Assignment: The data is to be transcribed in full, with nothing missed.

Exercise data START

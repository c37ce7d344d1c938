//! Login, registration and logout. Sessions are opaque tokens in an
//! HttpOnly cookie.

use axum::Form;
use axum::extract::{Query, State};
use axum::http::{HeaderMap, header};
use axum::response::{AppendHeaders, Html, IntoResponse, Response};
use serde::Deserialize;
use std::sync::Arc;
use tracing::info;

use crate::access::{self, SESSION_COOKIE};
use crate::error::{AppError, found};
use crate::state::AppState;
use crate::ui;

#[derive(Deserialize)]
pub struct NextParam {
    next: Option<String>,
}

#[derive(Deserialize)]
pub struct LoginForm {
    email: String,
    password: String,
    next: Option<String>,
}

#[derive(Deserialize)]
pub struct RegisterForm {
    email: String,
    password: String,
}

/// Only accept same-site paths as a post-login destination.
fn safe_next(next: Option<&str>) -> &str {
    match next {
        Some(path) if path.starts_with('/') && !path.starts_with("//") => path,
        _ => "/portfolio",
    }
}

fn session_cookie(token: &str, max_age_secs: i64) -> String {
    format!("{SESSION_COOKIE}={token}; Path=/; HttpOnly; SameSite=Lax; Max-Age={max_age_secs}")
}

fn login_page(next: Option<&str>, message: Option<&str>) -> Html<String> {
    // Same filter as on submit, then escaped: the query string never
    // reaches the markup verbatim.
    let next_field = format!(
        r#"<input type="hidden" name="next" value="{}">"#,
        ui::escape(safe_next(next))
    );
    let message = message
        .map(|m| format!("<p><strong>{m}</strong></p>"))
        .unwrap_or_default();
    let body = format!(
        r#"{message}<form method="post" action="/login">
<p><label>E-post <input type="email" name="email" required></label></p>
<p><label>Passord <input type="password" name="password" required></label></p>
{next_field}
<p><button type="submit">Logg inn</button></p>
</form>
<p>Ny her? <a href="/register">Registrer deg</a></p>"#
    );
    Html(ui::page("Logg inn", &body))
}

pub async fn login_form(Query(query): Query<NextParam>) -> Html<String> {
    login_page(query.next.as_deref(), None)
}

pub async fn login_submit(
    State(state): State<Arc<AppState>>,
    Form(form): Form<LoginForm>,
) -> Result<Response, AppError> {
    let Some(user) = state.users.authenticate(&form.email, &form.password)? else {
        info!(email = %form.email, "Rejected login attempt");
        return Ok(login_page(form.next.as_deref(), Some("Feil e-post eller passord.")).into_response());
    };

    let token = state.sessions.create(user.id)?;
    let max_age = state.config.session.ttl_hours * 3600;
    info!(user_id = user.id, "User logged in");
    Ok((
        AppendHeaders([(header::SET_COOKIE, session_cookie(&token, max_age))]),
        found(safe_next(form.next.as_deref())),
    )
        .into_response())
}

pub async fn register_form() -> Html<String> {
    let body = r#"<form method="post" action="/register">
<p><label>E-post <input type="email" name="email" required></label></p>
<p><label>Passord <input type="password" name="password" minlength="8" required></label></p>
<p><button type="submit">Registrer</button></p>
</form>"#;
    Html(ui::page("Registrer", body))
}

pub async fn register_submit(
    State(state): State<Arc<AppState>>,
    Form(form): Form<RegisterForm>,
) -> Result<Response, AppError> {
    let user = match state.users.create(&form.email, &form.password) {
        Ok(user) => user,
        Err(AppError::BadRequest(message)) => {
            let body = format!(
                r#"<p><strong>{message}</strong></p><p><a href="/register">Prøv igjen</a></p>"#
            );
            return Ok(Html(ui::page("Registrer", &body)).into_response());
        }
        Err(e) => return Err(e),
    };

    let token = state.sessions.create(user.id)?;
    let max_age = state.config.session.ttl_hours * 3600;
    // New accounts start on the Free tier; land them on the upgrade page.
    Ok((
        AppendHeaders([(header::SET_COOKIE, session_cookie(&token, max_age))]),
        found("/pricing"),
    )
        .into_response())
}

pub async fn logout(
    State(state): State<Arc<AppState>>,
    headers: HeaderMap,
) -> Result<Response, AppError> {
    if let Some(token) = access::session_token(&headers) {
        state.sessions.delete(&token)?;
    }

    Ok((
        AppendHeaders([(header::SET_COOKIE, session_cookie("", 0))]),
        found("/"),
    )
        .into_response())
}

Exercise data END

Completed task:
repository c37ce7d344d1c938
//! Login, registration and logout. Sessions are opaque tokens in an
//! HttpOnly cookie.

use axum::Form;
use axum::extract::{Query, State};
use axum::http::{HeaderMap, header};
use axum::response::{AppendHeaders, Html, IntoResponse, Response};
use serde::Deserialize;
use std::sync::Arc;
use tracing::info;

use crate::access::{self, SESSION_COOKIE};
use crate::error::{AppError, found};
use crate::state::AppState;
use crate::ui;

#[derive(Deserialize)]
pub struct NextParam {
    next: Option<String>,
}

#[derive(Deserialize)]
pub struct LoginForm {
    email: String,
    password: String,
    next: Option<String>,
}

#[derive(Deserialize)]
pub struct RegisterForm {
    email: String,
    password: String,
}

/// Only accept same-site paths as a post-login destination.
fn safe_next(next: Option<&str>) -> &str {
    match next {
        Some(path) if path.starts_with('/') && !path.starts_with("//") => path,
        _ => "/portfolio",
    }
}

fn session_cookie(token: &str, max_age_secs: i64) -> String {
    format!("{SESSION_COOKIE}={token}; Path=/; HttpOnly; SameSite=Lax; Max-Age={max_age_secs}")
}

fn login_page(next: Option<&str>, message: Option<&str>) -> Html<String> {
    // Same filter as on submit, then escaped: the query string never
    // reaches the markup verbatim.
    let next_field = format!(
        r#"<input type="hidden" name="next" value="{}">"#,
        ui::escape(safe_next(next))
    );
    let message = message
        .map(|m| format!("<p><strong>{m}</strong></p>"))
        .unwrap_or_default();
    let body = format!(
        r#"{message}<form method="post" action="/login">
<p><label>E-post <input type="email" name="email" required></label></p>
<p><label>Passord <input type="password" name="password" required></label></p>
{next_field}
<p><button type="submit">Logg inn</button></p>
</form>
<p>Ny her? <a href="/register">Registrer deg</a></p>"#
    );
    Html(ui::page("Logg inn", &body))
}

pub async fn login_form(Query(query): Query<NextParam>) -> Html<String> {
    login_page(query.next.as_deref(), None)
}

pub async fn login_submit(
    State(state): State<Arc<AppState>>,
    Form(form): Form<LoginForm>,
) -> Result<Response, AppError> {
    let Some(user) = state.users.authenticate(&form.email, &form.password)? else {
        info!(email = %form.email, "Rejected login attempt");
        return Ok(login_page(form.next.as_deref(), Some("Feil e-post eller passord.")).into_response());
    };

    let token = state.sessions.create(user.id)?;
    let max_age = state.config.session.ttl_hours * 3600;
    info!(user_id = user.id, "User logged in");
    Ok((
        AppendHeaders([(header::SET_COOKIE, session_cookie(&token, max_age))]),
        found(safe_next(form.next.as_deref())),
    )
        .into_response())
}

pub async fn register_form() -> Html<String> {
    let body = r#"<form method="post" action="/register">
<p><label>E-post <input type="email" name="email" required></label></p>
<p><label>Passord <input type="password" name="password" minlength="8" required></label></p>
<p><button type="submit">Registrer</button></p>
</form>"#;
    Html(ui::page("Registrer", body))
}

pub async fn register_submit(
    State(state): State<Arc<AppState>>,
    Form(form): Form<RegisterForm>,
) -> Result<Response, AppError> {
    let user = match state.users.create(&form.email, &form.password) {
        Ok(user) => user,
        Err(AppError::BadRequest(message)) => {
            let body = format!(
                r#"<p><strong>{message}</strong></p><p><a href="/register">Prøv igjen</a></p>"#
            );
            return Ok(Html(ui::page("Registrer", &body)).into_response());
        }
        Err(e) => return Err(e),
    };

    let token = state.sessions.create(user.id)?;
    let max_age = state.config.session.ttl_hours * 3600;
    // New accounts start on the Free tier; land them on the upgrade page.
    Ok((
        AppendHeaders([(header::SET_COOKIE, session_cookie(&token, max_age))]),
        found("/pricing"),
    )
        .into_response())
}

pub async fn logout(
    State(state): State<Arc<AppState>>,
    headers: HeaderMap,
) -> Result<Response, AppError> {
    if let Some(token) = access::session_token(&headers) {
        state.sessions.delete(&token)?;
    }

    Ok((
        AppendHeaders([(header::SET_COOKIE, session_cookie("", 0))]),
        found("/"),
    )
        .into_response())
}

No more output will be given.